Aeroallergens such as Amb a I from short ragweed are important in the development of allergic airway disease. We tested the ability of a human monoclonal immunoglobulin-A (IgA) antibody specific for Amb a I (A-IgA) to modulate airway responsiveness and lung eosinophilia after airway challenge with nebulized Amb a I or ragweed extract in mice sensitized to Amb a I or ragweed extract, respectively. A-IgA or nonspecific IgA (C-IgA) were given intranasally up to 8 h before each challenge. Allergen challenge resulted in increases in airway responsiveness, in numbers of lung eosinophils, and in Amb a I-specific IgE levels. These were prevented by pretreatment with A-IgA but not with C-IgA. Decreases in IFN-gamma and increases in IL-4 and IL-5 production following challenge with Amb a I were also reduced by A-IgA treatment.

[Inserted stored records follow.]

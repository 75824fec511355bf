//! Ports: abstractions over external collaborators.

pub mod record_store;

pub use record_store::{RecordEnvelope, RecordStore, StoreCategory, StoreError, StoreResult};
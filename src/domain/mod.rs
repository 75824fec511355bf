//! Domain layer: data model, errors, and storage ports.

pub mod errors;
pub mod hashing;
pub mod models;
pub mod ports;

pub use errors::{DomainError, DomainResult};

In contrast, increases in total IgE and total IgG and in numbers of lung neutrophils after challenge were not significantly affected by A-IgA, which additionally induced increased levels of Amb a I-specific IgG2a antibodies. In mice sensitized and challenged with ovalbumin (OVA), A-IgA did not affect airway responsiveness, lung eosinophilia, cytokine production, or immunoglobulin levels. These data indicate that allergen-specific IgA can prevent airway hyperresponsiveness and reduce eosinophil influx into the lungs following allergen challenge via the airways in sensitized mice, and these effects are allergen-specific. Neutralization of allergen may contribute to the effects of IgA, but the induction of allergen-specific IgC2a in A-IgA-treated mice suggests an immunomodulatory action for A-IgA.